What happens: Eliphaz says calling to heavenly beings will not help the fool. He claims he saw a fool taking root, then his house collapsed and his children suffered. He concludes that man is born to trouble as sparks fly upward.

What it means: Eliphaz mixes observation with assumption. Human sin does produce pain, yet not all pain comes from personal sin. Counsel that blames the victim misrepresents God’s justice and compassion.


Job 5:8–16 – Seek God who overturns the proud

What happens: Eliphaz urges Job to seek God, who does great things, frustrates the crafty, and lifts the lowly. He says God gives hope to the poor and stops injustice.

What it means: Appealing to God is right. God is wise, powerful, and near the oppressed. Yet timing and tone matter. True comfort calls sufferers to God without presuming their guilt.


Job 5:17–27 – Blessed under God’s discipline

What happens: Eliphaz declares that the one whom God reproves is blessed. He lists promises of healing, protection, and restored prosperity if Job accepts correction. He ends with confidence that this is true and good.

What it means: God disciplines his children for their good. The promises of restoration are real but not a bargaining script. Misapplying discipline language to an innocent sufferer twists hope into pressure.


Application

  • Encourage turning to God, but do not assume hidden guilt.
  • Share hope without making prosperity the proof of faith.
  • When discipline is clear, accept it; when it is not, refrain from accusing.
  • Stand with the oppressed and trust God to confront the proud.

Bible

1Call now, if there be any that will answer thee; and to which of the saints wilt thou turn?

2For wrath killeth the foolish man, and envy slayeth the silly one.

3I have seen the foolish taking root: but suddenly I cursed his habitation.

4His children are far from safety, and they are crushed in the gate, neither is there any to deliver them.

5Whose harvest the hungry eateth up, and taketh it even out of the thorns, and the robber swalloweth up their substance.

6Although affliction cometh not forth of the dust, neither doth trouble spring out of the ground;

7Yet man is born unto trouble, as the sparks fly upward.

8I would seek unto God, and unto God would I commit my cause:

9Which doeth great things and unsearchable; marvellous things without number:

10Who giveth rain upon the earth, and sendeth waters upon the fields:

11To set up on high those that be low; that those which mourn may be exalted to safety.

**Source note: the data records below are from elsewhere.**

//! Shared error types for the language-model explorer

use thiserror::Error;

use crate::types::QueryKind;

#[derive(Error, Debug)]
pub enum SharedError {
    #[error("Unknown query kind: {input}")]
    UnknownQueryKind { input: String },

    #[error("Unknown smoothing variant: {input}")]
    UnknownVariant { input: String },

    #[error("{kind} response is missing {missing}")]
    IncompletePayload { kind: QueryKind, missing: String },
}
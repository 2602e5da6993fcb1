//! Session state management
//!
//! One `SessionState` per interactive session. It is owned by the request
//! coordinator, which is its only writer; everything else sees clones via
//! [`SessionSnapshot`].

use serde::Serialize;

use shared::{QueryKind, SessionId};
use crate::core::history::HistoryLedger;
use crate::types::{HistoryEntry, NormalizedResult, Query};

/// Per-kind slot: staleness guard plus the visible result and error
#[derive(Debug, Clone, Default, Serialize)]
pub struct KindSlot {
    /// Sequence of the request whose answer is still awaited
    pub outstanding: Option<u64>,
    /// Most recently dispatched query of this kind
    pub current_query: Option<Query>,
    pub result: Option<NormalizedResult>,
    pub error: Option<String>,
}

impl KindSlot {
    pub fn is_loading(&self) -> bool {
        self.outstanding.is_some()
    }
}

#[derive(Debug)]
pub struct SessionState {
    pub session_id: SessionId,
    last_sequence: u64,
    slots: [KindSlot; 3],
    /// One bounded ledger per kind, indexed like the slots
    histories: [HistoryLedger; 3],
}

impl SessionState {
    pub fn new(history_capacity: usize) -> Self {
        Self {
            session_id: SessionId::new(),
            last_sequence: 0,
            slots: Default::default(),
            histories: std::array::from_fn(|_| HistoryLedger::with_capacity(history_capacity)),
        }
    }

    /// Allocate the next session-wide sequence number
    pub(crate) fn next_sequence(&mut self) -> u64 {
        self.last_sequence += 1;
        self.last_sequence
    }

    pub fn last_sequence(&self) -> u64 {
        self.last_sequence
    }

    pub fn slot(&self, kind: QueryKind) -> &KindSlot {
        &self.slots[kind.index()]
    }

    pub(crate) fn slot_mut(&mut self, kind: QueryKind) -> &mut KindSlot {
        &mut self.slots[kind.index()]
    }

    pub fn result(&self, kind: QueryKind) -> Option<&NormalizedResult> {
        self.slot(kind).result.as_ref()
    }

    pub fn error(&self, kind: QueryKind) -> Option<&str> {
        self.slot(kind).error.as_deref()
    }

    pub fn history(&self, kind: QueryKind) -> &HistoryLedger {
        &self.histories[kind.index()]
    }

    pub(crate) fn history_mut(&mut self, kind: QueryKind) -> &mut HistoryLedger {
        &mut self.histories[kind.index()]
    }

    pub fn snapshot(&self) -> SessionSnapshot {
        SessionSnapshot {
            session_id: self.session_id.clone(),
            slots: self.slots.clone(),
            histories: std::array::from_fn(|index| self.histories[index].to_vec()),
        }
    }
}

/// Read-only copy of the session handed to presentation layers
#[derive(Debug, Clone, Serialize)]
pub struct SessionSnapshot {
    pub session_id: SessionId,
    slots: [KindSlot; 3],
    histories: [Vec<HistoryEntry>; 3],
}

impl SessionSnapshot {
    pub fn slot(&self, kind: QueryKind) -> &KindSlot {
        &self.slots[kind.index()]
    }

    pub fn result(&self, kind: QueryKind) -> Option<&NormalizedResult> {
        self.slot(kind).result.as_ref()
    }

    pub fn error(&self, kind: QueryKind) -> Option<&str> {
        self.slot(kind).error.as_deref()
    }

    pub fn is_loading(&self, kind: QueryKind) -> bool {
        self.slot(kind).is_loading()
    }

    /// Successful queries of `kind`, oldest first
    pub fn history(&self, kind: QueryKind) -> &[HistoryEntry] {
        &self.histories[kind.index()]
    }
}

#[cfg(test)]
mod tests {
    use super::*;

    #[test]
    fn test_new_state_is_empty() {
        let state = SessionState::new(3);

        for kind in QueryKind::ALL {
            assert!(state.result(kind).is_none());
            assert!(state.error(kind).is_none());
            assert!(!state.slot(kind).is_loading());
        }
        for kind in QueryKind::ALL {
            assert!(state.history(kind).is_empty());
            assert_eq!(state.history(kind).capacity(), 3);
        }
    }

    #[test]
    fn test_sequences_increase() {
        let mut state = SessionState::new(3);
        let first = state.next_sequence();
        let second = state.next_sequence();
        assert!(second > first);
        assert_eq!(state.last_sequence(), second);
    }

    #[test]
    fn test_history_is_kept_per_kind() {
        let mut state = SessionState::new(2);
        state
            .history_mut(QueryKind::Autocorrect)
            .record(HistoryEntry::new(Query::new(QueryKind::Autocorrect, "teh", 1), 3));
        for (sequence, input) in ["t", "th", "the"].iter().enumerate() {
            state
                .history_mut(QueryKind::Autocomplete)
                .record(HistoryEntry::new(Query::new(QueryKind::Autocomplete, *input, sequence as u64 + 2), 5));
        }

        let snapshot = state.snapshot();
        assert_eq!(snapshot.history(QueryKind::Autocorrect).len(), 1);
        assert_eq!(snapshot.history(QueryKind::Autocorrect)[0].query.raw_input(), "teh");
        assert_eq!(snapshot.history(QueryKind::Autocomplete).len(), 2);
        assert!(snapshot.history(QueryKind::SentenceProbability).is_empty());
    }
}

12He disappointeth the devices of the crafty, so that their hands cannot perform their enterprise.

13He taketh the wise in their own craftiness: and the counsel of the froward is carried headlong.

14They meet with darkness in the daytime, and grope in the noonday as in the night.

15But he saveth the poor from the sword, from their mouth, and from the hand of the mighty.

16So the poor hath hope, and iniquity stoppeth her mouth.

17Behold, happy is the man whom God correcteth: therefore despise not thou the chastening of the Almighty:

18For he maketh sore, and bindeth up: he woundeth, and his hands make whole.

19He shall deliver thee in six troubles: yea, in seven there shall no evil touch thee.

20In famine he shall redeem thee from death: and in war from the power of the sword.

21Thou shalt be hid from the scourge of the tongue: neither shalt thou be afraid of destruction when it cometh.

22At destruction and famine thou shalt laugh: neither shalt thou be afraid of the beasts of the earth.

23For thou shalt be in league with the stones of the field: and the beasts of the field shall be at peace with thee.

24And thou shalt know that thy tabernacle shall be in peace; and thou shalt visit thy habitation, and shalt not sin.

25Thou shalt know also that thy seed shall be great, and thine offspring as the grass of the earth.

26Thou shalt come to thy grave in a full age, like as a shock of corn cometh in in his season.

27Lo this, we have searched it, so it is; hear it, and know thou it for thy good.